En outre, la jurisprudence a ajouté deux critères : il faut que l’agression soit réelle ; le fait que celui qui se défend soit sincèrement, mais à tort, convaincu de l’existence d’une menace fait obstacle à la légitime défense. On imagine aisément les risque d’abus. Qui a dit George Zimmerman ? Enfin, il faut que l’agression soit injuste. Si celui qui vous asperge de gaz lacrymogène avant de vous donner des coups de trique est un CRS vous empêchant de prendre d’assaut l’Élysée, vous ne pourrez en aucun cas être en légitime défense.
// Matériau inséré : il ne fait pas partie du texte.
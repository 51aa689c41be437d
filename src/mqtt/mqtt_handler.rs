//! Broker connection built on rumqttc.
//!
//! `MqttHandler` is the publishing side handed to the simulator; the
//! `EventLoopWorker` owns the rumqttc event loop in its own task, tracks the
//! connection state, restores subscriptions after a reconnect and forwards
//! inbound publishes to the router channel.

use async_trait::async_trait;
use rumqttc::{
    AsyncClient, ConnectReturnCode, Event, EventLoop, LastWill, MqttOptions, Outgoing, Packet,
    QoS,
};
use std::collections::HashMap;
use std::sync::atomic::{AtomicU64, Ordering};
use std::sync::{Arc, Mutex, MutexGuard};
use std::time::Duration;
use tokio::sync::{mpsc, oneshot, watch};
use tokio::task::JoinHandle;
use tokio_util::sync::CancellationToken;
use tracing::{debug, error, info, warn};

use super::config::{MqttConfig, RetryPolicy};
use super::message_manager::InboundMessage;
use super::transport::{Transport, TransportError};
use crate::device::log_buffer::LogRingBuffer;

/// Upper bound for flushing the final status and DISCONNECT after shutdown
const DRAIN_TIMEOUT: Duration = Duration::from_secs(5);

#[derive(Clone, Copy, Default, Debug, PartialEq, Eq)]
pub enum ConnectionState {
    #[default]
    Disconnected,
    Connecting,
    Connected,
    Failed,
    Reconnecting,
}

/// Everything the handler needs before the first connect
pub struct ConnectSpec {
    pub client_id: String,
    pub last_will: LastWill,
}

/// Matches broker acknowledgments to the confirmed publishes waiting for them.
///
/// Every QoS 1/2 publish request takes the next request number. The event
/// loop writes publishes in request order, so the n-th fresh outgoing packet
/// id belongs to request n. Retransmits reuse an in-flight id and are skipped.
#[derive(Debug, Default)]
struct AckBook {
    next_request: u64,
    next_outgoing: u64,
    inflight: HashMap<u16, u64>,
    waiters: HashMap<u64, oneshot::Sender<()>>,
}

impl AckBook {
    fn request(&mut self) -> u64 {
        let seq = self.next_request;
        self.next_request += 1;
        seq
    }

    fn expect(&mut self, seq: u64) -> oneshot::Receiver<()> {
        let (tx, rx) = oneshot::channel();
        self.waiters.insert(seq, tx);
        rx
    }

    /// Gives back a request number the client never queued.
    fn withdraw(&mut self, seq: u64) {
        self.waiters.remove(&seq);
        if self.next_request == seq + 1 {
            self.next_request = seq;
        }
    }

    fn sent(&mut self, pkid: u16) {
        if pkid == 0 || self.inflight.contains_key(&pkid) {
            return;
        }
        self.inflight.insert(pkid, self.next_outgoing);
        self.next_outgoing += 1;
    }

    fn acked(&mut self, pkid: u16) -> bool {
        let Some(seq) = self.inflight.remove(&pkid) else {
            return false;
        };
        match self.waiters.remove(&seq) {
            Some(waiter) => waiter.send(()).is_ok(),
            None => false,
        }
    }

    /// Fails every pending wait; the loop that would deliver the acks is gone.
    fn abandon(&mut self) {
        self.waiters.clear();
    }
}

type SharedAckBook = Arc<Mutex<AckBook>>;
type SharedSubscriptions = Arc<Mutex<Vec<(String, QoS)>>>;

// Plain bookkeeping, a panic while holding the lock leaves nothing half written
fn lock<T>(shared: &Mutex<T>) -> MutexGuard<'_, T> {
    shared.lock().unwrap_or_else(|poisoned| poisoned.into_inner())
}

pub struct MqttHandler {
    client: AsyncClient,
    state: watch::Receiver<ConnectionState>,
    acks: SharedAckBook,
    request_order: tokio::sync::Mutex<()>,
    subscriptions: SharedSubscriptions,
    reconnects: Arc<AtomicU64>,
    ack_timeout: Duration,
}

impl MqttHandler {
    pub fn options(config: &MqttConfig, client_id: &str, last_will: LastWill) -> MqttOptions {
        let mut mqtt_options = MqttOptions::new(client_id, config.host.clone(), config.port);
        mqtt_options
            .set_credentials(config.username.clone(), config.password.clone())
            .set_keep_alive(Duration::from_secs(config.keep_alive_secs.max(5)))
            .set_clean_session(true)
            .set_last_will(last_will);
        mqtt_options
    }

    /// Creates the client and spawns the event loop task.
    ///
    /// The last will is registered in the connect options, so it is in place
    /// before the broker ever sees this client.
    pub fn spawn(
        config: &MqttConfig,
        spec: ConnectSpec,
        inbound: mpsc::Sender<InboundMessage>,
        log: Arc<LogRingBuffer>,
        shutdown: CancellationToken,
    ) -> (Self, JoinHandle<()>) {
        let options = Self::options(config, &spec.client_id, spec.last_will);
        let (client, eventloop) = AsyncClient::new(options, config.request_capacity);
        let (state_tx, state_rx) = watch::channel(ConnectionState::Connecting);
        let acks = SharedAckBook::default();
        let subscriptions = SharedSubscriptions::default();
        let reconnects = Arc::new(AtomicU64::new(0));

        info!(
            "Connecting to {}:{} as {}",
            config.host, config.port, spec.client_id
        );

        let worker = EventLoopWorker {
            eventloop,
            client: client.clone(),
            subscriptions: subscriptions.clone(),
            connected_once: false,
            inbound,
            log,
            state: state_tx,
            acks: acks.clone(),
            reconnects: reconnects.clone(),
            retry: config.retry,
            shutdown,
        };
        let task = tokio::spawn(worker.run());

        let handler = MqttHandler {
            client,
            state: state_rx,
            acks,
            request_order: tokio::sync::Mutex::new(()),
            subscriptions,
            reconnects,
            ack_timeout: Duration::from_millis(config.ack_timeout_ms),
        };
        (handler, task)
    }

    pub fn connection_state(&self) -> ConnectionState {
        *self.state.borrow()
    }

    /// Waits at most `wait` for the first successful CONNACK.
    pub async fn wait_connected(&self, wait: Duration) -> bool {
        let mut state = self.state.clone();
        let outcome =
            tokio::time::timeout(wait, state.wait_for(|s| *s == ConnectionState::Connected)).await;
        matches!(outcome, Ok(Ok(_)))
    }

    pub async fn disconnect(&self) {
        if let Err(e) = self.client.disconnect().await {
            warn!("Disconnect request failed: {}", e);
        }
    }

    /// Queues a publish. With `confirm` the returned receiver resolves on the
    /// broker's PUBACK/PUBCOMP for exactly this message.
    async fn enqueue(
        &self,
        topic: &str,
        qos: QoS,
        retain: bool,
        payload: Vec<u8>,
        confirm: bool,
    ) -> Result<Option<oneshot::Receiver<()>>, TransportError> {
        let publish_error = |e: rumqttc::ClientError| TransportError::Publish {
            topic: topic.to_string(),
            reason: e.to_string(),
        };
        if qos == QoS::AtMostOnce {
            self.client
                .publish(topic, qos, retain, payload)
                .await
                .map_err(publish_error)?;
            return Ok(None);
        }

        // Request numbers must follow the order the client queue sees
        let _order = self.request_order.lock().await;
        let (seq, ack) = {
            let mut book = lock(&self.acks);
            let seq = book.request();
            (seq, confirm.then(|| book.expect(seq)))
        };
        if let Err(e) = self.client.publish(topic, qos, retain, payload).await {
            lock(&self.acks).withdraw(seq);
            return Err(publish_error(e));
        }
        Ok(ack)
    }
}

#[async_trait]
impl Transport for MqttHandler {
    async fn publish(
        &self,
        topic: &str,
        qos: QoS,
        retain: bool,
        payload: Vec<u8>,
    ) -> Result<(), TransportError> {
        self.enqueue(topic, qos, retain, payload, false).await?;
        Ok(())
    }

    async fn publish_confirmed(
        &self,
        topic: &str,
        qos: QoS,
        retain: bool,
        payload: Vec<u8>,
    ) -> Result<(), TransportError> {
        let Some(ack) = self.enqueue(topic, qos, retain, payload, true).await? else {
            return Ok(());
        };

        match tokio::time::timeout(self.ack_timeout, ack).await {
            Ok(Ok(())) => {
                debug!("Broker acknowledged publish to {}", topic);
                Ok(())
            }
            Ok(Err(_)) => Err(TransportError::Publish {
                topic: topic.to_string(),
                reason: "event loop stopped".to_string(),
            }),
            Err(_) => Err(TransportError::AckTimeout {
                topic: topic.to_string(),
                timeout_ms: self.ack_timeout.as_millis() as u64,
            }),
        }
    }

    async fn subscribe(&self, filter: &str, qos: QoS) -> Result<(), TransportError> {
        self.client
            .subscribe(filter, qos)
            .await
            .map_err(|e| TransportError::Subscribe {
                topic: filter.to_string(),
                reason: e.to_string(),
            })?;
        lock(&self.subscriptions).push((filter.to_string(), qos));
        info!("Subscribed {} qos={}", filter, qos as u8);
        Ok(())
    }

    fn reconnect_count(&self) -> u64 {
        self.reconnects.load(Ordering::Relaxed)
    }
}

struct EventLoopWorker {
    eventloop: EventLoop,
    client: AsyncClient,
    subscriptions: SharedSubscriptions,
    connected_once: bool,
    inbound: mpsc::Sender<InboundMessage>,
    log: Arc<LogRingBuffer>,
    state: watch::Sender<ConnectionState>,
    acks: SharedAckBook,
    reconnects: Arc<AtomicU64>,
    retry: RetryPolicy,
    shutdown: CancellationToken,
}

impl EventLoopWorker {
    async fn run(mut self) {
        let mut failures: u32 = 0;
        loop {
            let event = tokio::select! {
                _ = self.shutdown.cancelled() => {
                    debug!("Event loop keeps draining until disconnect completes");
                    // Let the final offline status and DISCONNECT go out
                    match tokio::time::timeout(DRAIN_TIMEOUT, self.drain()).await {
                        Ok(()) => debug!("Event loop drained"),
                        Err(_) => warn!("Event loop drain timed out"),
                    }
                    break;
                }
                event = self.eventloop.poll() => event,
            };

            match event {
                Ok(event) => {
                    if failures > 0 && matches!(event, Event::Incoming(Packet::ConnAck(_))) {
                        failures = 0;
                    }
                    self.handle_event(event);
                }
                Err(e) => {
                    failures += 1;
                    error!("MQTT connection error: {}", e);
                    self.log.warn("mqtt", &format!("disconnected: {e}"));
                    match self.retry.delay(failures) {
                        Some(delay) => {
                            self.state.send_replace(ConnectionState::Reconnecting);
                            self.reconnects.fetch_add(1, Ordering::Relaxed);
                            info!("Reconnecting in {:?} (attempt {})", delay, failures);
                            tokio::select! {
                                _ = self.shutdown.cancelled() => break,
                                _ = tokio::time::sleep(delay) => {}
                            }
                        }
                        None => {
                            self.state.send_replace(ConnectionState::Failed);
                            warn!("Reconnect disabled, event loop stops");
                            break;
                        }
                    }
                }
            }
        }
        lock(&self.acks).abandon();
        self.state.send_replace(ConnectionState::Disconnected);
        info!("MQTT event loop finished");
    }

    /// Polls until the outgoing DISCONNECT was written or the connection closed.
    async fn drain(&mut self) {
        loop {
            match self.eventloop.poll().await {
                Ok(Event::Outgoing(Outgoing::Disconnect)) | Err(_) => return,
                Ok(event) => self.handle_event(event),
            }
        }
    }

    fn handle_event(&mut self, event: Event) {
        match event {
            Event::Incoming(Packet::ConnAck(ack)) => {
                if ack.code == ConnectReturnCode::Success {
                    info!("Connected to broker (session_present={})", ack.session_present);
                    self.log.info("mqtt", "connected");
                    self.state.send_replace(ConnectionState::Connected);
                    if self.connected_once {
                        self.resubscribe();
                    }
                    self.connected_once = true;
                } else {
                    error!("MQTT connect refused: {:?}", ack.code);
                    self.log.error("mqtt", &format!("connect refused: {:?}", ack.code));
                    self.state.send_replace(ConnectionState::Failed);
                }
            }
            Event::Incoming(Packet::Publish(publish)) => {
                let message = InboundMessage::from_topic(publish.topic, publish.payload.to_vec());
                debug!("RX {}", message);
                if let Err(e) = self.inbound.try_send(message) {
                    warn!("Inbound message dropped: {}", e);
                }
            }
            Event::Outgoing(Outgoing::Publish(pkid)) => lock(&self.acks).sent(pkid),
            Event::Incoming(Packet::PubAck(ack)) => {
                lock(&self.acks).acked(ack.pkid);
            }
            Event::Incoming(Packet::PubComp(comp)) => {
                lock(&self.acks).acked(comp.pkid);
            }
            Event::Incoming(Packet::SubAck(ack)) => {
                debug!("Subscription acknowledged: pkid={} {:?}", ack.pkid, ack.return_codes);
            }
            Event::Incoming(Packet::Disconnect) => {
                warn!("Broker sent DISCONNECT");
                self.log.warn("mqtt", "broker disconnect");
                self.state.send_replace(ConnectionState::Disconnected);
            }
            _ => {}
        }
    }

    // Runs inside the event loop task; the async variant would wait on the
    // very loop that has to drain the request queue.
    fn resubscribe(&self) {
        let subscriptions = lock(&self.subscriptions).clone();
        for (filter, qos) in subscriptions {
            match self.client.try_subscribe(filter.clone(), qos) {
                Ok(()) => info!("Resubscribed {} qos={}", filter, qos as u8),
                Err(e) => {
                    error!("Subscribe to {} failed: {}", filter, e);
                    self.log.error("mqtt", &format!("subscribe failed: {filter}"));
                }
            }
        }
    }
}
La charge de la preuve pèse au premier chef sur l’accusé, ici sur le bijoutier mis en examen. La loi renverse la charge de la preuve, en présumant qu’il y a légitime défense, à charge pour le parquet de prouver que ce n’était pas le cas, dans deux circonstances : 1° Pour repousser, de nuit, l’entrée par effraction, violence ou ruse dans un lieu habité ; 2° Pour se défendre contre les auteurs de vols ou de pillages exécutés avec violence. Malheureusement pour le bijoutier, le vol ayant cessé au moment où il a ouvert le feu, il aura du mal à invoquer cette présomption, mais c’est une piste que la défense ne manquera pas d’explorer.

Il ne peut pas compter sur le soutien du parquet de Nice, le procureur ayant expliqué dans une conférence de presse pourquoi la légitime défense ne lui semblait pas établie. Et cet avis est assez solidement assis. Si le caractère proportionné de la riposte semble établie (pistolet semi-automatique contre deux fusils à pompe), ainsi que le caractère injuste de l’agression initiale, le caractère immédiat de la riposte est douteux, ce qui par ricochet rend le caractère réel aussi douteux, le caractère nécessaire l’est également, puisque le fait qu’ils s’en allaient mettait précisément fin au danger.

La ratio legis

Un des clichés populaires sur le droit est qu’il s’agirait d’une discipline cousine de la pataphysique, une sorte de jeu intellectuel consistant à embrasser la réalité à travers des règles absurdes et déconnectées de la réalité, et opposée à ce fameux “bon sens” que je hais tant car il est le contraire de la réflexion, il est le préjugé étayé par les idées reçues. Celui qui permet de résumer une pensée à un clic. C’est donc plus spécifiquement aux cliqueurs en soutien que je vais m’adresser à présent.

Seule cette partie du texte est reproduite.